Мир приключений 1974 - Николай Коротеев 4 стр.


— Нет.

— «Не-ет»… — передразнил Сашку экскаваторщик. — Пусть полежит. Не убежит от грохотов, пусть в ней хоть «Кохинур» спрятался. Слышал про такой алмаз?

— Слышал.

— Говорят, на него десять таких поселков, как наш, построить можно.

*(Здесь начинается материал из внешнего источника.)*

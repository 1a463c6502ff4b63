//! Bridge configuration types.

use std::time::Duration;

use serde::{Deserialize, Serialize};

use crate::types::Location;

/// Top-level bridge configuration.
#[derive(Debug, Clone, Serialize, Deserialize)]
pub struct BridgeConfig {
    /// Opaque API token; sent as `x-api-key` when non-empty.
    #[serde(default)]
    pub api_key: String,

    /// Provider base URL (with trailing slash).
    #[serde(default = "default_base_url")]
    pub base_url: String,

    /// Per-request timeout.
    #[serde(default = "default_request_timeout")]
    pub request_timeout_secs: u64,

    /// Locations to poll, one coordinator each.
    #[serde(default = "default_locations")]
    pub locations: Vec<LocationConfig>,

    /// Poll cadence and retry parameters.
    #[serde(default)]
    pub polling: PollingConfig,

    /// Where to persist the latest snapshot per location (disabled if unset).
    #[serde(default)]
    pub snapshot_dir: Option<String>,

    /// Provider field mapping override.
    #[serde(default)]
    pub fields: Option<Vec<MetricSpec>>,
}

/// A single configured location.
#[derive(Debug, Clone, Serialize, Deserialize)]
pub struct LocationConfig {
    #[serde(default = "default_location_name")]
    pub name: String,
    /// Provider identifier; defaults to `name`.
    #[serde(default)]
    pub id: Option<String>,
    pub latitude: f64,
    pub longitude: f64,
}

impl LocationConfig {
    pub fn to_location(&self) -> Location {
        Location {
            id: self.id.clone().unwrap_or_else(|| self.name.clone()),
            name: self.name.clone(),
            latitude: self.latitude,
            longitude: self.longitude,
        }
    }
}

/// Polling cadence, jitter, backoff and request quota.
#[derive(Debug, Clone, Serialize, Deserialize)]
pub struct PollingConfig {
    #[serde(default = "default_poll_interval")]
    pub poll_interval_secs: u64,

    /// Fraction of the interval used as random ± offset for the first poll.
    #[serde(default = "default_jitter_ratio")]
    pub jitter_ratio: f64,

    #[serde(default = "default_backoff_base")]
    pub backoff_base_secs: u64,

    #[serde(default = "default_backoff_max")]
    pub backoff_max_secs: u64,

    /// Upper bound on provider requests per coordinator.
    #[serde(default = "default_max_requests_per_hour")]
    pub max_requests_per_hour: u32,
}

impl PollingConfig {
    pub fn poll_interval(&self) -> Duration {
        Duration::from_secs(self.poll_interval_secs)
    }
}

/// Maps one provider field to one reading metric.
#[derive(Debug, Clone, PartialEq, Serialize, Deserialize)]
pub struct MetricSpec {
    /// Field name in the provider's daily payload.
    pub field: String,
    /// Metric name used in reading keys.
    pub metric: String,
    #[serde(flatten)]
    pub kind: MetricKind,
    /// Missing or mistyped required fields make the whole response malformed.
    #[serde(default)]
    pub required: bool,
}

impl MetricSpec {
    pub fn new(field: &str, metric: &str, kind: MetricKind, required: bool) -> Self {
        Self {
            field: field.to_string(),
            metric: metric.to_string(),
            kind,
            required,
        }
    }
}

#[derive(Debug, Clone, PartialEq, Serialize, Deserialize)]
#[serde(tag = "kind", rename_all = "snake_case")]
pub enum MetricKind {
    /// Normalized to °C.
    Temperature {
        #[serde(default)]
        source_unit: TemperatureUnit,
    },
    /// Normalized to m/s.
    Speed {
        #[serde(default)]
        source_unit: SpeedUnit,
    },
    /// Millimetres.
    Precipitation,
    Percentage,
    /// Degrees; accepts a bare number or `{ "degree": n }`.
    Direction,
    /// Emits the numeric code plus a `condition` enum reading.
    WeatherCode,
    /// Emits a timestamp reading.
    Date,
}

#[derive(Debug, Clone, Copy, PartialEq, Eq, Default, Serialize, Deserialize)]
#[serde(rename_all = "snake_case")]
pub enum TemperatureUnit {
    #[default]
    Celsius,
    Fahrenheit,
}

#[derive(Debug, Clone, Copy, PartialEq, Eq, Default, Serialize, Deserialize)]
pub enum SpeedUnit {
    #[default]
    #[serde(rename = "km/h")]
    KilometersPerHour,
    #[serde(rename = "m/s")]
    MetersPerSecond,
    #[serde(rename = "mph")]
    MilesPerHour,
}

/// Field mapping for the Pleinchamp `forecasts-15d` daily payload.
pub fn default_pleinchamp_fields() -> Vec<MetricSpec> {
    use MetricKind::*;

    let celsius = || Temperature {
        source_unit: TemperatureUnit::Celsius,
    };
    let kmh = || Speed {
        source_unit: SpeedUnit::KilometersPerHour,
    };

    vec![
        MetricSpec::new("date", "date", Date, false),
        MetricSpec::new("weatherCode", "weather_code", WeatherCode, false),
        MetricSpec::new(
            "minAirTemperatureNearGround",
            "min_temperature_near_ground",
            celsius(),
            false,
        ),
        MetricSpec::new("minAirTemperature", "min_air_temperature", celsius(), true),
        MetricSpec::new("maxAirTemperature", "max_air_temperature", celsius(), true),
        MetricSpec::new("precipitationAmount", "precipitation", Precipitation, false),
        MetricSpec::new(
            "precipitationProbability",
            "precipitation_probability",
            Percentage,
            false,
        ),
        MetricSpec::new("relativeHumidity", "humidity", Percentage, false),
        MetricSpec::new("windDirection", "wind_direction", Direction, false),
        MetricSpec::new("windSpeedAt2m", "wind_speed", kmh(), false),
        MetricSpec::new("maxWindGustAt2m", "wind_gust", kmh(), false),
    ]
}

// ── Defaults ──────────────────────────────────────────────────────────

fn default_base_url() -> String {
    "https://api.prod.pleinchamp.com/".to_string()
}

fn default_request_timeout() -> u64 {
    10
}

fn default_location_name() -> String {
    "Backyard".to_string()
}

fn default_locations() -> Vec<LocationConfig> {
    Vec::new()
}

fn default_poll_interval() -> u64 {
    300
}

fn default_jitter_ratio() -> f64 {
    0.1
}

fn default_backoff_base() -> u64 {
    30
}

fn default_backoff_max() -> u64 {
    1800
}

fn default_max_requests_per_hour() -> u32 {
    60
}

impl Default for BridgeConfig {
    fn default() -> Self {
        Self {
            api_key: String::new(),
            base_url: default_base_url(),
            request_timeout_secs: default_request_timeout(),
            locations: default_locations(),
            polling: PollingConfig::default(),
            snapshot_dir: None,
            fields: None,
        }
    }
}

impl Default for PollingConfig {
    fn default() -> Self {
        Self {
            poll_interval_secs: default_poll_interval(),
            jitter_ratio: default_jitter_ratio(),
            backoff_base_secs: default_backoff_base(),
            backoff_max_secs: default_backoff_max(),
            max_requests_per_hour: default_max_requests_per_hour(),
        }
    }
}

— Газет ты, что ли, не читаешь, Сорока? Город у нас. Поселок, но городского типа. Значит — город. — Сашка словно вынырнул из воды, холодом и тяжестью обнимавшей его. И сам не понял толком почему. Может быть, оттого, что Сорока и мысли не допускал, что Попов способен спрятать алмаз. А алмаз лежал в нагрудном кармане фланелевой рубашки, и Сашка ощущал его, как теплую каплю. Больше того, Попову показалось, что после разговора с Сорокой алмаз стал согревать его. Теперь Сашка сообразил: задуманной им шутки с экскаваторщиком не получилось потому, что ему показалось, будто алмаз… светится не светится, но может быть увиден Сорокой.

Конечно, это глупость. Никто на свете не знает про спрятанный у него на груди камушек, теплый-теплый. Сашке даже жарко сделалось; он распахнул ватник и нарочно выставил перед Сорокой грудь, обтянутую пестрой рубашкой, в нагрудном кармашке которой лежал алмаз. Сашке стало весело оттого, что Сорока ничегошеньки и не подозревает. И Сашка похлопал экскаваторщика по плечу:

— Работать надо как следует. Понимаешь?

Широкие и пушистые усы Сороки, растянутые улыбкой, сделались еще шире и пушистее:

— Хватит трепаться, Сашка. Подавай машину!

Спрыгнув с гусениц экскаватора, Сашка пошел было к своей машине, но его остановила неприятная мысль: «Свинья же я, коль так плохо подумал об Анке. Не скажет она так. Мои это думки. Паршивые думки». И, уже не размышляя больше об этом, Попов вернулся к экскаваторщику и, по выражению бывшего подводника, а ныне тракториста Фили Лукашина из колонны Акима Жихарева, обрубил все концы.

— Сорока, я алмаз в той глыбе нашел.

— Тю! — удивился экскаваторщик. — Добрый?

— Вот! — И Сашка достал камень из кармашка рубахи.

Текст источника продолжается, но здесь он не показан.